Certified on 14 Aug 1830, John P. Turner, Mag.
1830, Jun 1 - Census
John Greathouse household.
1) The eldest female in the household should have been Sarah McDade, age 40-50 [born between 1780-1790].
2) The male age 20-30 could have been either Edward or William. It would be reasonable to think that this one (1) would have been Edward, considering that William Greathouse was taxed in his own household in the same year as census, where he would have been visited by tax collector just prior to the census takers visit.
3) There were also three unknown males, born between 1820 and 1825 enumerated in the household of John Greathouse.
1837, Jul 11 - Marriage Return: James Greathouse to Nancy Ashley
I B. Cook a minister of the Gospel duly authorized to the solemnise Marriages in the commonwealth of Virginia do hereby certify that I have solemnised the marriages of the following persons and on the days herein specified:
James Gratehouse To Nancy Ashley, July the 11, 1837.
1) If James Greathouse was, conservatively age 18-21, at the time of his marriage on 11 Jul 1837, then he would have been born between 1816 and 1819.
1840, Feb 19 - Marriage Return: Nathaniel Greathouse to Nancy Runals [Reynolds]

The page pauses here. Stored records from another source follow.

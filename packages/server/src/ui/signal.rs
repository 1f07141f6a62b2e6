//! Shutdown signal handling.

/// Resolves on Ctrl+C or SIGTERM.
pub async fn shutdown_signal() {
    let ctrl_c = async {
        if let Err(e) = tokio::signal::ctrl_c().await {
            tracing::error!("Failed to install Ctrl+C handler: {}", e);
            std::future::pending::<()>().await;
        }
    };

    #[cfg(unix)]
    let terminate = async {
        match tokio::signal::unix::signal(tokio::signal::unix::SignalKind::terminate()) {
            Ok(mut signal) => {
                signal.recv().await;
            }
            Err(e) => {
                tracing::error!("Failed to install SIGTERM handler: {}", e);
                std::future::pending::<()>().await;
            }
        }
    };

    #[cfg(not(unix))]
    let terminate = std::future::pending::<()>();

    tokio::select! {
        _ = ctrl_c => tracing::info!("Received Ctrl+C, shutting down"),
        _ = terminate => tracing::info!("Received SIGTERM, shutting down"),
    }
}
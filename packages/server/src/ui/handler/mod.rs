//! Request handlers.

mod http;
mod websocket;

pub use http::{debug_hub_state, health_check};
pub use websocket::websocket_handler;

I B. Cook a minister of the Gospel duly authorised to Solmise marriages in the State of Virginia do hereby certify that I have Salmised the marriages of the folowing persons and names herein Specified:
Nathaniel Gratehouse to Nancy Runals, February the 19th 1840.
I B. Cook a Minister of the gospel duly authorised to Solmese marges in the State of Virginia do hereby certify that I have Solmised the following persons and names herein Specified:
Nathaniel Gratehouse to Nancy Runch, February the 19th 1840.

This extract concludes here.